His two-set deficit in the Wimbledon quarter-finals already erased, Andy Murray evened the fifth at 4-4, looked into the Centre Court stands and shook his fist.
“Come on,” he bellowed. “Come on, now.”
Already riled up by the Scot’s comeback from a two-set deficit, the 15,000 or so spectators stood and roared even louder.
It has been 77 years since a British man won the country’s Grand Slam tennis tournament, and Murray is giving the locals reason to believe that wait will end on Sunday.
Buoyed by a boisterous partisan crowd, the second-seeded Murray got past 54th-ranked Fernando Verdasco of Spain 4-6, 3-6, 6-1, 6-4, 7-5 on Wednesday to complete his seventh career comeback after trailing by two sets.
“Great atmosphere at the end of the match ... I love it when it’s like that. It was extremely noisy,” said Murray, who lost last year’s Wimbledon final to Roger Federer. “They were right into it, pretty much every single point.”
Into the semi-finals at the All England Club for the fifth consecutive year, Murray will face No. 24 Jerzy Janowicz of Poland today. The other semi-final is No. 1 Novak Djokovic of Serbia against No. 8 Juan Martin del Potro of Argentina.
“For sure, [the] crowd will not really help me, but we’ll see how it’s going to be,” said Janowicz, the first Polish man to get to the final four at a major tournament. “This is my first semi-final ever, so I don’t know what to expect.”
The rest of the guys left are more accustomed to being at this stage. Especially Djokovic, who extended his streak to 13 consecutive Grand Slam semi-finals — second in history only to Roger Federer’s 23 — by beating No. 7 Tomas Berdych 7-6 (7/5), 6-4, 6-3.
Djokovic entered Wednesday with a 13-2 lead in their head-to-head series, but one loss came at Wimbledon in 2010, when Berdych was the runner-up, and the other came in their most recent meeting, at Rome in May. Wednesday’s first set was tight as can be, and Berdych led 5-4 in the tiebreaker, before faltering. He sent a return long, badly missed what should have been a routine backhand, then pushed a forehand wide for another error.
That gave Djokovic the opening set, but Berdych responded strongly, breaking twice to lead 3-0 in the second. Not surprisingly, Djokovic awoke again, taking seven of the next eight games.
“I don’t know how I managed to turn the second set around,” said six-time major champion Djokovic, who won Wimbledon in 2011. “I managed to step in and just tried to be a little bit more aggressive. That brought me a victory.”
He has won all 15 sets he has played the past one and a half weeks, as has Del Potro, the 2009 US Open champion, after his 6-2, 6-4, 7-6 (7/5) win against David Ferrer.

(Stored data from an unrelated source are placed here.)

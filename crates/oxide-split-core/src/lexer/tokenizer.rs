//! SQL splitter implementation.

use tracing::{debug, trace};

use super::merge::PASSES;
use super::span::Span;
use super::splitters::SplitterTable;
use super::stream::TokenSequence;
use crate::error::{LexError, Result};

/// Reads SQL text out of raw bytes.
///
/// # Errors
///
/// Returns [`LexError::InvalidInput`] if the bytes are not valid UTF-8.
pub fn sql_from_bytes(input: &[u8]) -> Result<&str> {
    std::str::from_utf8(input).map_err(|_| LexError::invalid_input(String::from_utf8_lossy(input)))
}

/// A lexer that splits SQL text into tokens.
///
/// The lexer holds no state besides a reference to its splitter table, so a
/// single instance can be shared freely between threads.
#[derive(Debug, Clone, Copy)]
pub struct Lexer<'t> {
    table: &'t SplitterTable,
}

impl Lexer<'static> {
    /// Creates a lexer for the generic dialect.
    #[must_use]
    pub fn new() -> Self {
        Self {
            table: SplitterTable::generic(),
        }
    }
}

impl Default for Lexer<'static> {
    fn default() -> Self {
        Self::new()
    }
}

impl<'t> Lexer<'t> {
    /// Creates a lexer that splits on the given table.
    #[must_use]
    pub const fn with_table(table: &'t SplitterTable) -> Self {
        Self { table }
    }

    /// Returns the splitter table in use.
    #[must_use]
    pub const fn table(&self) -> &'t SplitterTable {
        self.table
    }

    /// Returns the number of bytes probed at each scan position.
    #[must_use]
    pub const fn max_token_length(&self) -> usize {
        self.table.max_token_length()
    }

    /// Returns true if `token` is one of the delimiters.
    #[must_use]
    pub fn is_delimiter(&self, token: &str) -> bool {
        self.table.is_delimiter(token)
    }

    /// Splits the input on delimiters only, longest match first.
    ///
    /// Every byte of the input ends up in exactly one span.
    fn scan(self, input: &str) -> Vec<Span> {
        let max_len = self.max_token_length();
        let mut spans = Vec::new();
        let mut literal_start = 0;
        let mut pos = 0;

        'scan: while pos < input.len() {
            let widest = max_len.min(input.len() - pos);
            for width in (1..=widest).rev() {
                // Widths that cut a multi-byte character cannot match.
                let Some(candidate) = input.get(pos..pos + width) else {
                    continue;
                };
                if self.is_delimiter(candidate) {
                    if literal_start < pos {
                        spans.push(Span::new(literal_start, pos));
                    }
                    spans.push(Span::new(pos, pos + width));
                    pos += width;
                    literal_start = pos;
                    continue 'scan;
                }
            }
            pos += 1;
        }

        if literal_start < input.len() {
            spans.push(Span::new(literal_start, input.len()));
        }
        spans
    }

    /// Returns the raw split of the input, before any tokens are merged.
    #[must_use]
    pub fn split_raw<'a>(&self, input: &'a str) -> Vec<&'a str> {
        TokenSequence::new(input, self.scan(input)).into_tokens()
    }

    /// Splits SQL text into tokens.
    ///
    /// Quoted strings, parenthesized groups, comments, dotted names and
    /// session variables each come back as one token. Unbalanced quotes,
    /// parentheses and comments run to the end of the input. Concatenating
    /// the tokens gives back the input.
    #[must_use]
    pub fn split<'a>(&self, input: &'a str) -> Vec<&'a str> {
        let mut seq = TokenSequence::new(input, self.scan(input));
        let raw = seq.len();

        for (name, pass) in PASSES {
            pass(&mut seq);
            seq.compact();
            trace!(pass = name, tokens = seq.len(), "merge pass done");
        }

        debug!(bytes = input.len(), raw, tokens = seq.live(), "split SQL");
        seq.into_tokens()
    }

    /// Splits raw bytes, which must hold UTF-8 text.
    ///
    /// # Errors
    ///
    /// Returns [`LexError::InvalidInput`] if the bytes are not valid UTF-8.
    pub fn split_bytes<'a>(&self, input: &'a [u8]) -> Result<Vec<&'a str>> {
        Ok(self.split(sql_from_bytes(input)?))
    }

    /// Splits a JSON value, which must be a string.
    ///
    /// # Errors
    ///
    /// Returns [`LexError::InvalidInput`] for any value other than a string.
    pub fn split_json(&self, value: &serde_json::Value) -> Result<Vec<String>> {
        match value {
            serde_json::Value::String(sql) => {
                Ok(self.split(sql).into_iter().map(String::from).collect())
            }
            other => Err(LexError::invalid_input(other.to_string())),
        }
    }
}

#[cfg(test)]
mod tests {
    use super::*;
    use crate::dialect::Dialect;

    fn split(input: &str) -> Vec<&str> {
        Lexer::new().split(input)
    }

    fn split_raw(input: &str) -> Vec<&str> {
        Lexer::new().split_raw(input)
    }

    #[test]
    fn test_empty_input() {
        assert!(split("").is_empty());
        assert!(split_raw("").is_empty());
    }

    #[test]
    fn test_raw_split_simple_select() {
        assert_eq!(
            split_raw("SELECT id FROM t"),
            vec!["SELECT", " ", "id", " ", "FROM", " ", "t"]
        );
    }

    #[test]
    fn test_raw_split_longest_match() {
        assert_eq!(split_raw("a<=>b"), vec!["a", "<=>", "b"]);
        assert_eq!(split_raw("a<=b"), vec!["a", "<=", "b"]);
        assert_eq!(split_raw("a<b"), vec!["a", "<", "b"]);
        assert_eq!(split_raw("<<="), vec!["<<", "="]);
    }

    #[test]
    fn test_raw_split_crlf() {
        assert_eq!(split_raw("a\r\nb"), vec!["a", "\r\n", "b"]);
        assert_eq!(split_raw("a\rb"), vec!["a\rb"]);
    }

    #[test]
    fn test_raw_split_delimiter_at_end() {
        assert_eq!(split_raw("a;"), vec!["a", ";"]);
        assert_eq!(split_raw(";"), vec![";"]);
    }

    #[test]
    fn test_raw_split_multibyte() {
        assert_eq!(split_raw("é<=ü"), vec!["é", "<=", "ü"]);
    }

    #[test]
    fn test_simple_select() {
        assert_eq!(
            split("SELECT a, b FROM t WHERE x >= 1;"),
            vec![
                "SELECT", " ", "a", ",", " ", "b", " ", "FROM", " ", "t", " ", "WHERE", " ", "x",
                " ", ">=", " ", "1", ";"
            ]
        );
    }

    #[test]
    fn test_split_all_passes() {
        assert_eq!(
            split("SELECT `t`.`c`, 'a\\'b', (1 + 2) -- done\n/* x */ @@v"),
            vec![
                "SELECT",
                " ",
                "`t`.`c`",
                ",",
                " ",
                "'a\\'b'",
                ",",
                " ",
                "(1 + 2)",
                " ",
                "-- done",
                "\n",
                "/* x */",
                " ",
                "@@v",
            ]
        );
    }

    #[test]
    fn test_max_token_length() {
        assert_eq!(Lexer::new().max_token_length(), 3);
    }

    #[test]
    fn test_table_is_generic() {
        let lexer = Lexer::new();
        assert!(std::ptr::eq(lexer.table(), SplitterTable::generic()));
        assert_eq!(lexer.table().entries().first(), Some(&"<=>"));
    }

    #[test]
    fn test_is_delimiter() {
        let lexer = Lexer::new();
        assert!(lexer.is_delimiter("!="));
        assert!(!lexer.is_delimiter("!"));
    }

    #[test]
    fn test_custom_table() {
        struct WordDialect;

        impl Dialect for WordDialect {
            fn name(&self) -> &'static str {
                "word"
            }

            fn splitters(&self) -> &'static [&'static str] {
                &[" ", "AND"]
            }
        }

        let table = SplitterTable::from_dialect(&WordDialect);
        let lexer = Lexer::with_table(&table);
        assert!(std::ptr::eq(lexer.table(), &table));
        assert_eq!(lexer.table().entries(), &[" ", "AND"]);
        assert_eq!(lexer.max_token_length(), 3);
        assert_eq!(lexer.split("aANDb c"), vec!["a", "AND", "b", " ", "c"]);
    }

    #[test]
    fn test_split_bytes() {
        let tokens = Lexer::new().split_bytes(b"a=1").unwrap();
        assert_eq!(tokens, vec!["a", "=", "1"]);
    }

    #[test]
    fn test_split_bytes_invalid_utf8() {
        let err = Lexer::new().split_bytes(&[b'a', 0xff]).unwrap_err();
        assert_eq!(err.code(), LexError::INVALID_INPUT_CODE);
    }

    #[test]
    fn test_sql_from_bytes() {
        assert_eq!(sql_from_bytes(b"SELECT 1"), Ok("SELECT 1"));
        assert_eq!(
            sql_from_bytes(&[0xc3, 0x28]),
            Err(LexError::invalid_input("\u{fffd}("))
        );
    }

    #[test]
    fn test_split_json_string() {
        let tokens = Lexer::new()
            .split_json(&serde_json::json!("a<>b"))
            .unwrap();
        assert_eq!(tokens, vec!["a", "<>", "b"]);
    }

    #[test]
    fn test_split_json_non_string() {
        let err = Lexer::new()
            .split_json(&serde_json::json!(42))
            .unwrap_err();
        assert_eq!(err, LexError::invalid_input("42"));
    }
}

At the start, though, things looked grim for Del Potro. On the fifth point against Ferrer, the 198cm Argentine’s left foot slid out from under him as he sprinted to reach a ball. Del Potro’s heavily wrapped left knee, which he hyperextended on a face-first tumble in the third round, slackened, then bent backward.
“Really painful,” Del Potro said. “I was scared.”
He fell to the turf and rolled over twice, then stayed down until a trainer came out to check on him and dispense anti-inflammatory medicine.
“Magic pills,” Del Potro called them.
After a 10-minute break, he resumed playing — and playing quite well.
He has until today to get ready for his third career major semi-final, and first at Wimbledon. Del Potro is 3-8 against Djokovic, but won their most recent meeting (at Indian Wells in March) and their only previous encounter at the All England Club (in the bronze-medal match at last year’s Olympics).